June 24, 2021: A Financial Times report finds that trade and diplomatic relations between China and Myanmar are resuming since the military coup in Myanmar in February. According to China’s customs data, imports from Myanmar for the first five months in 2021 were $3.38 billion, a 40% increase from 2020.
July 14, 2021: Manila accuses Chinese fishing boats and trawlers of dumping raw sewage on coral reefs in the South China Sea. Using satellite data and imagery, there are signs of sewage from the anchored ships in the Spratlys damaging the coral reefs.
July 16, 2021: Chinese President Xi Jinping’s remarks at the APEC Informal Economic Leaders’ Retreat highlightChina’s vaccine diplomacy and contributions to the Global South, as well as China’s commitment to strengthening regional and global trade and economic recovery through such trade initiatives as RCEP.

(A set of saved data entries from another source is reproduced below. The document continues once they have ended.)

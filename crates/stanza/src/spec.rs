//! The app description.
//!
//! An [`AppSpec`] is plain data. It can be built with the fluent
//! constructors or deserialized from any serde source using camelCase keys:
//!
//! ```rust
//! use stanza::{AppSpec, OptionSpec, OptionType};
//!
//! let from_json: AppSpec = serde_json::from_value(serde_json::json!({
//!     "environmentPrefix": "MY_CLI",
//!     "options": [
//!         { "name": "verbose", "type": "boolean", "description": "Talk more" },
//!         { "name": "token", "environmentName": "API_TOKEN" }
//!     ]
//! })).unwrap();
//!
//! let built = AppSpec::new()
//!     .environment_prefix("MY_CLI")
//!     .option(OptionSpec::boolean("verbose").describe("Talk more"))
//!     .option(OptionSpec::string("token").env("API_TOKEN"));
//!
//! assert_eq!(from_json, built);
//! assert_eq!(from_json.options[1].kind, OptionType::String);
//! ```

use std::fmt;

use serde::de::Error as _;
use serde::{Deserialize, Deserializer, Serialize};
use serde_json::Value;
use stanza_input::{camel_case, kebab_case, OptionValue};

/// The declared type of an option. Omitted types are `string`.
#[derive(Debug, Clone, Copy, Default, PartialEq, Eq, Serialize, Deserialize)]
#[serde(rename_all = "lowercase")]
pub enum OptionType {
    #[default]
    String,
    Boolean,
}

impl fmt::Display for OptionType {
    fn fmt(&self, f: &mut fmt::Formatter<'_>) -> fmt::Result {
        f.write_str(match self {
            OptionType::String => "string",
            OptionType::Boolean => "boolean",
        })
    }
}

/// One option of an app or command.
#[derive(Debug, Clone, PartialEq, Eq, Serialize, Deserialize)]
#[serde(rename_all = "camelCase")]
pub struct OptionSpec {
    pub name: String,
    #[serde(rename = "type", default)]
    pub kind: OptionType,
    #[serde(default)]
    pub description: String,
    #[serde(default)]
    pub required: bool,
    /// Numbers are accepted and kept as their decimal text.
    #[serde(
        default,
        deserialize_with = "deserialize_default",
        skip_serializing_if = "Option::is_none"
    )]
    pub default: Option<OptionValue>,
    /// Exact environment variable bound to this option.
    #[serde(default, skip_serializing_if = "Option::is_none")]
    pub environment_name: Option<String>,
    /// Short alias shown as `-alias` in usage.
    #[serde(default, skip_serializing_if = "Option::is_none")]
    pub alias: Option<String>,
    /// Built-in options (`help`, `version`) never reach handlers.
    #[serde(skip)]
    pub system: bool,
}

fn deserialize_default<'de, D>(deserializer: D) -> Result<Option<OptionValue>, D::Error>
where
    D: Deserializer<'de>,
{
    match Option::<Value>::deserialize(deserializer)? {
        None | Some(Value::Null) => Ok(None),
        Some(Value::Bool(b)) => Ok(Some(OptionValue::Bool(b))),
        Some(Value::String(s)) => Ok(Some(OptionValue::Str(s))),
        Some(Value::Number(n)) => Ok(Some(OptionValue::Str(n.to_string()))),
        Some(other) => Err(D::Error::custom(format!(
            "option default must be a boolean, string or number, got {}",
            other
        ))),
    }
}

impl OptionSpec {
    pub fn new(name: impl Into<String>, kind: OptionType) -> Self {
        Self {
            name: name.into(),
            kind,
            description: String::new(),
            required: false,
            default: None,
            environment_name: None,
            alias: None,
            system: false,
        }
    }

    pub fn string(name: impl Into<String>) -> Self {
        Self::new(name, OptionType::String)
    }

    pub fn boolean(name: impl Into<String>) -> Self {
        Self::new(name, OptionType::Boolean)
    }

    pub fn describe(mut self, description: impl Into<String>) -> Self {
        self.description = description.into();
        self
    }

    pub fn required(mut self) -> Self {
        self.required = true;
        self
    }

    pub fn default_value(mut self, value: impl Into<OptionValue>) -> Self {
        self.default = Some(value.into());
        self
    }

    pub fn env(mut self, var_name: impl Into<String>) -> Self {
        self.environment_name = Some(var_name.into());
        self
    }

    pub fn alias(mut self, alias: impl Into<String>) -> Self {
        self.alias = Some(alias.into());
        self
    }

    pub(crate) fn system(mut self) -> Self {
        self.system = true;
        self
    }

    /// The key this option is matched and stored under (`first-name` → `firstName`).
    pub fn key(&self) -> String {
        camel_case(&self.name)
    }

    /// The key a typed alias is recorded under (`-n` → `n`).
    pub fn alias_key(&self) -> Option<String> {
        self.alias.as_deref().map(camel_case)
    }

    /// Whether a tokenized flag name refers to this option, by key or alias.
    pub fn answers_to(&self, name: &str) -> bool {
        self.key() == name || self.alias_key().as_deref() == Some(name)
    }

    /// The flag as typed on the command line (`firstName` → `--first-name`).
    pub fn flag(&self) -> String {
        format!("--{}", kebab_case(&self.name))
    }

    /// The default, if it counts as set.
    ///
    /// `false` and the empty string behave as if no default was declared.
    pub fn truthy_default(&self) -> Option<&OptionValue> {
        self.default.as_ref().filter(|value| value.is_truthy())
    }
}

/// A command, either at the top level or inside a group.
#[derive(Debug, Clone, PartialEq, Eq, Serialize, Deserialize)]
#[serde(rename_all = "camelCase")]
pub struct CommandSpec {
    pub name: String,
    #[serde(default)]
    pub description: String,
    #[serde(default, skip_serializing_if = "Vec::is_empty")]
    pub options: Vec<OptionSpec>,
}

impl CommandSpec {
    pub fn new(name: impl Into<String>, description: impl Into<String>) -> Self {
        Self {
            name: name.into(),
            description: description.into(),
            options: Vec::new(),
        }
    }

    pub fn option(mut self, option: OptionSpec) -> Self {
        self.options.push(option);
        self
    }
}

/// A labeled set of commands addressed as `<group> <command>`.
#[derive(Debug, Clone, PartialEq, Eq, Serialize, Deserialize)]
#[serde(rename_all = "camelCase")]
pub struct GroupSpec {
    pub name: String,
    #[serde(alias = "description")]
    pub label: String,
    #[serde(default, skip_serializing_if = "Option::is_none")]
    pub default_command: Option<String>,
    #[serde(default)]
    pub commands: Vec<CommandSpec>,
}

impl GroupSpec {
    pub fn new(name: impl Into<String>, label: impl Into<String>) -> Self {
        Self {
            name: name.into(),
            label: label.into(),
            default_command: None,
            commands: Vec::new(),
        }
    }

    pub fn default_command(mut self, command: impl Into<String>) -> Self {
        self.default_command = Some(command.into());
        self
    }

    pub fn command(mut self, command: CommandSpec) -> Self {
        self.commands.push(command);
        self
    }

    pub fn find_command(&self, name: &str) -> Option<&CommandSpec> {
        self.commands.iter().find(|c| c.name == name)
    }

    pub fn is_default(&self, command: &str) -> bool {
        self.default_command.as_deref() == Some(command)
    }
}

/// How positional arguments are laid out, derived from the description.
#[derive(Debug, Clone, Copy, PartialEq, Eq)]
pub enum Shape {
    /// No commands: the app itself is the command.
    Single,
    /// `<command>`
    Commands,
    /// `<group> <command>`
    Groups,
}

/// One expected positional argument.
#[derive(Debug, Clone, Copy, PartialEq, Eq)]
pub enum Slot {
    Group,
    Command,
}

impl Slot {
    pub fn name(&self) -> &'static str {
        match self {
            Slot::Group => "group",
            Slot::Command => "command",
        }
    }
}

impl Shape {
    pub fn slots(&self) -> Vec<Slot> {
        match self {
            Shape::Single => vec![],
            Shape::Commands => vec![Slot::Command],
            Shape::Groups => vec![Slot::Group, Slot::Command],
        }
    }
}

/// The whole app description.
#[derive(Debug, Clone, Default, PartialEq, Eq, Serialize, Deserialize)]
#[serde(rename_all = "camelCase", default)]
pub struct AppSpec {
    #[serde(skip_serializing_if = "Option::is_none")]
    pub description: Option<String>,
    /// Enables `--version` when set.
    #[serde(skip_serializing_if = "Option::is_none")]
    pub version: Option<String>,
    #[serde(skip_serializing_if = "Option::is_none")]
    pub environment_prefix: Option<String>,
    #[serde(skip_serializing_if = "Option::is_none")]
    pub default_group: Option<String>,
    #[serde(skip_serializing_if = "Option::is_none")]
    pub default_command: Option<String>,
    #[serde(skip_serializing_if = "Vec::is_empty")]
    pub options: Vec<OptionSpec>,
    #[serde(skip_serializing_if = "Vec::is_empty")]
    pub commands: Vec<CommandSpec>,
    #[serde(skip_serializing_if = "Vec::is_empty")]
    pub groups: Vec<GroupSpec>,
}

impl AppSpec {
    pub fn new() -> Self {
        Self::default()
    }

    pub fn description(mut self, description: impl Into<String>) -> Self {
        self.description = Some(description.into());
        self
    }

    pub fn version(mut self, version: impl Into<String>) -> Self {
        self.version = Some(version.into());
        self
    }

    pub fn environment_prefix(mut self, prefix: impl Into<String>) -> Self {
        self.environment_prefix = Some(prefix.into());
        self
    }

    pub fn default_group(mut self, group: impl Into<String>) -> Self {
        self.default_group = Some(group.into());
        self
    }

    pub fn default_command(mut self, command: impl Into<String>) -> Self {
        self.default_command = Some(command.into());
        self
    }

    pub fn option(mut self, option: OptionSpec) -> Self {
        self.options.push(option);
        self
    }

    pub fn command(mut self, command: CommandSpec) -> Self {
        self.commands.push(command);
        self
    }

    pub fn group(mut self, group: GroupSpec) -> Self {
        self.groups.push(group);
        self
    }

    /// Groups take precedence; the builder rejects declaring both.
    pub fn shape(&self) -> Shape {
        if !self.groups.is_empty() {
            Shape::Groups
        } else if !self.commands.is_empty() {
            Shape::Commands
        } else {
            Shape::Single
        }
    }

    pub fn find_group(&self, name: &str) -> Option<&GroupSpec> {
        self.groups.iter().find(|g| g.name == name)
    }

    pub fn find_command(&self, name: &str) -> Option<&CommandSpec> {
        self.commands.iter().find(|c| c.name == name)
    }

    pub fn is_default_command(&self, command: &str) -> bool {
        self.default_command.as_deref() == Some(command)
    }
}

July 18, 2021: A report in the South China Morning Post notes that regional concerns over China’s assertiveness mean rival claimants are becoming less willing to negotiate the code of conduct on activities in the South China Sea. Wu Shicun, president of China’s National Institute for South China Sea Studies, observes: “The rise in China’s hard power in the South China Sea has not led to a parallel rise in soft power. Also there is still this unease and hostility from littoral countries towards China’s rise, so they’re still apprehensive about whether China is seeking regional rule-making dominance through the code of conduct negotiations.”

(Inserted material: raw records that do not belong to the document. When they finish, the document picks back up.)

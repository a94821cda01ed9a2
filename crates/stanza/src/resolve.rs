//! Input resolution.
//!
//! Turns tokenized arguments into the inputs a handler sees:
//!
//! 1. Missing positional slots are filled from the default command and
//!    default group.
//! 2. The catalog is rebuilt for the completed path.
//! 3. Environment values are bound and the command line is laid over them.
//! 4. Every catalog option is coerced to its declared type.

use indexmap::IndexMap;
use stanza_input::{EnvReader, EnvironmentBinder, OptionBag, OptionValue, ParsedArgs, RawValue};

use crate::catalog::ResolvedConfig;
use crate::spec::{AppSpec, OptionSpec, OptionType, Slot};

/// Text values that coerce to `false` for boolean options.
const FALSE_WORDS: &[&str] = &["", "false", "0", "no", "off"];

/// Positional path and coerced options after resolution.
#[derive(Debug, Clone, Default, PartialEq)]
pub struct ResolvedArgs {
    pub commands: Vec<String>,
    pub options: OptionBag,
}

/// The outcome of [`resolve`]: the config for the completed path and the
/// resolved inputs.
#[derive(Debug, Clone)]
pub struct Resolution<'a> {
    pub config: ResolvedConfig<'a>,
    pub args: ResolvedArgs,
}

/// Resolves tokenized arguments against an app description.
pub fn resolve<'a>(spec: &'a AppSpec, parsed: &ParsedArgs, env: &dyn EnvReader) -> Resolution<'a> {
    let slots = spec.shape().slots();
    let commands = complete_positional(spec, &slots, &parsed.commands);
    let config = ResolvedConfig::new(spec, &commands);

    let environment = bind_environment(&config, env);
    let merged = parsed.overlay(
        environment
            .into_iter()
            .map(|(name, value)| (name, RawValue::Text(value))),
    );
    let options = coerce(&config.options, &merged.options);

    tracing::debug!(?commands, options = ?options.names().collect::<Vec<_>>(), "resolved inputs");

    Resolution {
        config,
        args: ResolvedArgs { commands, options },
    }
}

/// Reads the environment values for the options of a catalog.
pub fn bind_environment(config: &ResolvedConfig<'_>, env: &dyn EnvReader) -> IndexMap<String, String> {
    let mut binder = EnvironmentBinder::new();
    if let Some(prefix) = &config.spec.environment_prefix {
        binder = binder.prefix(prefix.clone());
    }
    for option in &config.options {
        if let Some(var_name) = &option.environment_name {
            binder = binder.named(option.key(), var_name.clone());
        }
    }
    binder.bind(env)
}

/// Fills missing positional slots from configured defaults.
///
/// Paths that already have one token per slot are returned unchanged.
/// Otherwise each slot takes the typed token, or the top-level default
/// command for the command slot, or the default command of the group named
/// by the first token. If that still leaves the path short, the default
/// group is put in front, followed by its default command when nothing else
/// was typed. Tokens beyond the last slot are dropped.
pub fn complete_positional(spec: &AppSpec, slots: &[Slot], commands: &[String]) -> Vec<String> {
    if commands.len() == slots.len() {
        return commands.to_vec();
    }

    let typed_group = commands.first().and_then(|name| spec.find_group(name));
    let mut completed = Vec::with_capacity(slots.len());

    for (index, slot) in slots.iter().enumerate() {
        if let Some(token) = commands.get(index) {
            completed.push(token.clone());
        } else if let (Slot::Command, Some(default)) = (slot, &spec.default_command) {
            completed.push(default.clone());
        } else if let Some(default) = typed_group.and_then(|g| g.default_command.as_ref()) {
            completed.push(default.clone());
        }
    }

    if completed.len() != slots.len() {
        if let Some(default_group) = &spec.default_group {
            completed.insert(0, default_group.clone());
            if completed.len() == 1 {
                if let Some(default) = spec
                    .find_group(default_group)
                    .and_then(|g| g.default_command.as_ref())
                {
                    completed.push(default.clone());
                }
            }
        }
    }

    completed
}

/// Coerces raw values to the catalog's declared types.
///
/// The bag holds one entry per catalog option that resolved to something,
/// keyed by the option's camelCase key, in catalog order. A value typed
/// under the option's alias is used when the full flag is absent.
pub fn coerce(catalog: &[OptionSpec], raw: &IndexMap<String, RawValue>) -> OptionBag {
    let mut bag = OptionBag::new();
    for option in catalog {
        let key = option.key();
        let given = raw
            .get(&key)
            .or_else(|| option.alias_key().and_then(|alias| raw.get(&alias)));
        let value = match option.kind {
            OptionType::Boolean => Some(coerce_boolean(option, given)),
            OptionType::String => coerce_string(option, given),
        };
        if let Some(value) = value {
            bag.insert(key, value);
        }
    }
    bag
}

fn coerce_boolean(option: &OptionSpec, raw: Option<&RawValue>) -> OptionValue {
    let value = match raw {
        None => option.truthy_default().is_some(),
        Some(RawValue::Present) => true,
        Some(RawValue::Negated) => false,
        Some(RawValue::Text(text)) => !FALSE_WORDS
            .iter()
            .any(|word| text.eq_ignore_ascii_case(word)),
    };
    OptionValue::Bool(value)
}

fn coerce_string(option: &OptionSpec, raw: Option<&RawValue>) -> Option<OptionValue> {
    match raw {
        Some(RawValue::Text(text)) if !text.is_empty() => Some(OptionValue::Str(text.clone())),
        _ => match option.truthy_default() {
            Some(default) => Some(default.clone()),
            // Present without a value: kept so validation can report it.
            None if raw.is_some() => Some(OptionValue::Str(String::new())),
            None => None,
        },
    }
}

#[cfg(test)]
mod tests {
    use super::*;
    use crate::spec::{CommandSpec, GroupSpec};
    use stanza_input::{tokenize, MockEnv};

    fn path(segments: &[&str]) -> Vec<String> {
        segments.iter().map(|s| s.to_string()).collect()
    }

    fn raw(pairs: &[(&str, RawValue)]) -> IndexMap<String, RawValue> {
        pairs
            .iter()
            .map(|(k, v)| (k.to_string(), v.clone()))
            .collect()
    }

    fn grouped() -> AppSpec {
        AppSpec::new()
            .group(
                GroupSpec::new("users", "Users")
                    .command(CommandSpec::new("show", "Show user"))
                    .command(CommandSpec::new("list", "List users")),
            )
            .group(
                GroupSpec::new("util", "Utilities")
                    .default_command("break")
                    .command(CommandSpec::new("fix", "Fix things"))
                    .command(CommandSpec::new("break", "Break things")),
            )
    }

    // === Boolean coercion ===

    #[test]
    fn boolean_absent_without_default_is_false() {
        let bag = coerce(&[OptionSpec::boolean("foo")], &raw(&[]));
        assert_eq!(bag.get("foo"), Some(&OptionValue::Bool(false)));
    }

    #[test]
    fn boolean_absent_with_default_true() {
        let bag = coerce(&[OptionSpec::boolean("foo").default_value(true)], &raw(&[]));
        assert_eq!(bag.get("foo"), Some(&OptionValue::Bool(true)));
    }

    #[test]
    fn boolean_present_and_negated() {
        let catalog = [OptionSpec::boolean("foo").default_value(true), OptionSpec::boolean("bar")];
        let bag = coerce(
            &catalog,
            &raw(&[("foo", RawValue::Negated), ("bar", RawValue::Present)]),
        );
        assert_eq!(bag.get("foo"), Some(&OptionValue::Bool(false)));
        assert_eq!(bag.get("bar"), Some(&OptionValue::Bool(true)));
    }

    #[test]
    fn boolean_text_values() {
        let catalog = [OptionSpec::boolean("foo")];
        for (text, expected) in [
            ("true", true),
            ("yes", true),
            ("1", true),
            ("anything", true),
            ("false", false),
            ("FALSE", false),
            ("0", false),
            ("no", false),
            ("Off", false),
            ("", false),
        ] {
            let bag = coerce(&catalog, &raw(&[("foo", RawValue::from(text))]));
            assert_eq!(bag.flag("foo"), expected, "text {:?}", text);
        }
    }

    // === String coercion ===

    #[test]
    fn string_value_wins_over_default() {
        let bag = coerce(
            &[OptionSpec::string("foo").default_value("dflt")],
            &raw(&[("foo", RawValue::from("bar"))]),
        );
        assert_eq!(bag.get_str("foo"), Some("bar"));
    }

    #[test]
    fn string_default_when_absent() {
        let bag = coerce(&[OptionSpec::string("foo").default_value("dflt")], &raw(&[]));
        assert_eq!(bag.get_str("foo"), Some("dflt"));
    }

    #[test]
    fn string_absent_is_omitted() {
        let bag = coerce(&[OptionSpec::string("foo")], &raw(&[]));
        assert!(!bag.contains("foo"));
        assert!(bag.is_empty());
    }

    #[test]
    fn string_present_without_value_is_empty() {
        let bag = coerce(&[OptionSpec::string("foo")], &raw(&[("foo", RawValue::Present)]));
        assert_eq!(bag.get_str("foo"), Some(""));
    }

    #[test]
    fn coerced_keys_are_camel_case_in_catalog_order() {
        let catalog = [OptionSpec::string("first-name"), OptionSpec::boolean("verbose")];
        let bag = coerce(
            &catalog,
            &raw(&[("verbose", RawValue::Present), ("firstName", RawValue::from("Ada"))]),
        );
        assert_eq!(bag.names().collect::<Vec<_>>(), vec!["firstName", "verbose"]);
    }

    #[test]
    fn alias_values_are_stored_under_the_key() {
        let catalog = [OptionSpec::string("first-name").alias("n"), OptionSpec::boolean("verbose").alias("v")];
        let bag = coerce(
            &catalog,
            &raw(&[("v", RawValue::Present), ("n", RawValue::from("Ada"))]),
        );
        assert_eq!(bag.get_str("firstName"), Some("Ada"));
        assert!(bag.flag("verbose"));
        assert!(!bag.contains("n"));
    }

    #[test]
    fn full_flag_beats_alias() {
        let catalog = [OptionSpec::string("first-name").alias("n")];
        let bag = coerce(
            &catalog,
            &raw(&[("n", RawValue::from("Grace")), ("firstName", RawValue::from("Ada"))]),
        );
        assert_eq!(bag.get_str("firstName"), Some("Ada"));
    }

    #[test]
    fn values_outside_catalog_are_dropped() {
        let bag = coerce(&[OptionSpec::string("foo")], &raw(&[("bar", RawValue::from("x"))]));
        assert!(bag.is_empty());
    }

    // === Positional completion ===

    #[test]
    fn complete_path_is_unchanged() {
        let spec = grouped();
        let slots = spec.shape().slots();
        assert_eq!(
            complete_positional(&spec, &slots, &path(&["users", "nope"])),
            vec!["users", "nope"]
        );
    }

    #[test]
    fn top_level_default_command() {
        let spec = AppSpec::new()
            .default_command("show")
            .command(CommandSpec::new("show", "Show"))
            .command(CommandSpec::new("list", "List"));
        let slots = spec.shape().slots();
        assert_eq!(complete_positional(&spec, &slots, &[]), vec!["show"]);
    }

    #[test]
    fn group_default_command() {
        let spec = grouped();
        let slots = spec.shape().slots();
        assert_eq!(
            complete_positional(&spec, &slots, &path(&["util"])),
            vec!["util", "break"]
        );
    }

    #[test]
    fn group_without_default_stays_short() {
        let spec = grouped();
        let slots = spec.shape().slots();
        assert_eq!(complete_positional(&spec, &slots, &path(&["users"])), vec!["users"]);
    }

    #[test]
    fn default_group_goes_in_front_of_typed_group() {
        let spec = grouped().default_group("util");
        let slots = spec.shape().slots();
        assert_eq!(
            complete_positional(&spec, &slots, &path(&["users"])),
            vec!["util", "users"]
        );
    }

    #[test]
    fn default_group_with_its_default_command() {
        let spec = grouped().default_group("util");
        let slots = spec.shape().slots();
        assert_eq!(complete_positional(&spec, &slots, &[]), vec!["util", "break"]);
    }

    #[test]
    fn default_group_prefixes_bare_command() {
        let spec = grouped().default_group("util");
        let slots = spec.shape().slots();
        assert_eq!(
            complete_positional(&spec, &slots, &path(&["fix"])),
            vec!["util", "fix"]
        );
    }

    #[test]
    fn no_defaults_leaves_path_empty() {
        let spec = grouped();
        let slots = spec.shape().slots();
        assert!(complete_positional(&spec, &slots, &[]).is_empty());
    }

    #[test]
    fn extra_tokens_are_dropped() {
        let spec = AppSpec::new();
        assert!(complete_positional(&spec, &[], &path(&["foo"])).is_empty());

        let spec = AppSpec::new().command(CommandSpec::new("show", "Show"));
        let slots = spec.shape().slots();
        assert_eq!(
            complete_positional(&spec, &slots, &path(&["show", "extra"])),
            vec!["show"]
        );
    }

    // === Full resolution ===

    #[test]
    fn resolve_rebuilds_catalog_for_completed_path() {
        let spec = AppSpec::new()
            .default_command("show")
            .command(CommandSpec::new("show", "Show").option(OptionSpec::string("id").default_value("1")))
            .command(CommandSpec::new("list", "List"));

        let resolution = resolve(&spec, &tokenize(Vec::<String>::new()), &MockEnv::new());
        assert_eq!(resolution.args.commands, vec!["show"]);
        assert!(resolution.config.contains("id"));
        assert_eq!(resolution.args.options.get_str("id"), Some("1"));
    }

    #[test]
    fn resolve_layers_command_line_over_environment() {
        let spec = AppSpec::new()
            .environment_prefix("MY_CLI")
            .option(OptionSpec::string("foo"))
            .option(OptionSpec::string("bar").env("EXPLICIT_BAR"))
            .option(OptionSpec::string("baz"));
        let env = MockEnv::new()
            .with_var("MY_CLI_FOO", "env-foo")
            .with_var("MY_CLI_BAR", "prefix-bar")
            .with_var("EXPLICIT_BAR", "explicit-bar")
            .with_var("MY_CLI_BAZ", "env-baz");

        let resolution = resolve(&spec, &tokenize(["--baz", "cli-baz"]), &env);
        let options = &resolution.args.options;
        assert_eq!(options.get_str("foo"), Some("env-foo"));
        assert_eq!(options.get_str("bar"), Some("explicit-bar"));
        assert_eq!(options.get_str("baz"), Some("cli-baz"));
    }

    #[test]
    fn resolve_coerces_boolean_from_environment() {
        let spec = AppSpec::new()
            .environment_prefix("MY_CLI")
            .option(OptionSpec::boolean("verbose"))
            .option(OptionSpec::boolean("quiet").default_value(true));
        let env = MockEnv::new()
            .with_var("MY_CLI_VERBOSE", "1")
            .with_var("MY_CLI_QUIET", "false");

        let resolution = resolve(&spec, &tokenize(Vec::<String>::new()), &env);
        assert!(resolution.args.options.flag("verbose"));
        assert!(!resolution.args.options.flag("quiet"));
    }
}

July 28, 2021: Chinese Foreign Minister Wang Yi attends a virtual symposium marking three decades of ASEAN-China dialogue. In remarks, Wang says that ASEAN remains a priority for China’s diplomacy in the region and that his country would support ASEAN centrality in regional cooperation.
July 30, 2021: Philippines President Duterte announces decision to restore the Visiting Forces Agreement with the US. The agreement would continue to allow the rotation of thousands of US troops in and out of the Philippines for military exercises. The decision is announced during US Secretary of Defense Lloyd Austin’s visit to Manila.
Aug. 2-6, 2021: Brunei hosts a number of ASEAN-related meetings. They include the ASEAN Foreign Ministers’ Meeting, East Asia Summit, and the ASEAN Regional Forum. Chinese Foreign Minister Wang Yi participates in high-level discussions with regional counterparts, focusing on the post-pandemic recovery, regional trade and economic integration, and regional security.
Aug. 11, 2021: China and Myanmar announce that they will continue to deepen bilateral economic relations. China announces that it will transfer over $6 million to Myanmar to support nearly two dozen development projects in the country under the Mekong-Lancang Cooperation framework.
Aug. 21, 2021: Chinese Minister of Commerce Wang Wentao and Singapore’s Minister for Trade and Industry Gan Kim Yong meet virtually to convene the 6th Investment Promotion Committee. The two sides pledge to strengthen bilateral economic relations and agree to cooperate in digital trade and the green economy.
Aug. 25, 2021: China’s People’s Liberation Army (PLA) Y-20 transport plane arrives in Vietnam to deliver 200,000 doses of COVID-19 vaccines. Vietnam had approved China’s Sinopharm vaccine in early June, the last ASEAN country to do so. Senior officials from both sides cite the delivery as a sign of strengthening bilateral cooperation. The delivery arrives on the eve of US Vice President Kamala Harris’ visit to Vietnam.
Aug. 26, 2021: Vietnamese Prime Minister Pham Minh Chinh meets Chinese Ambassador to Vietnam Xiong Bo and explains that his country would not enter into a formal alliance with any country. Pham insists that Vietnam would maintain an independent foreign policy that prioritizes self-reliance, multilateralism, and diversification of ties with all countries, including the US and China. Pham’s high-profile meeting with the Chinese envoy is scheduled before he meets Vice President Harris.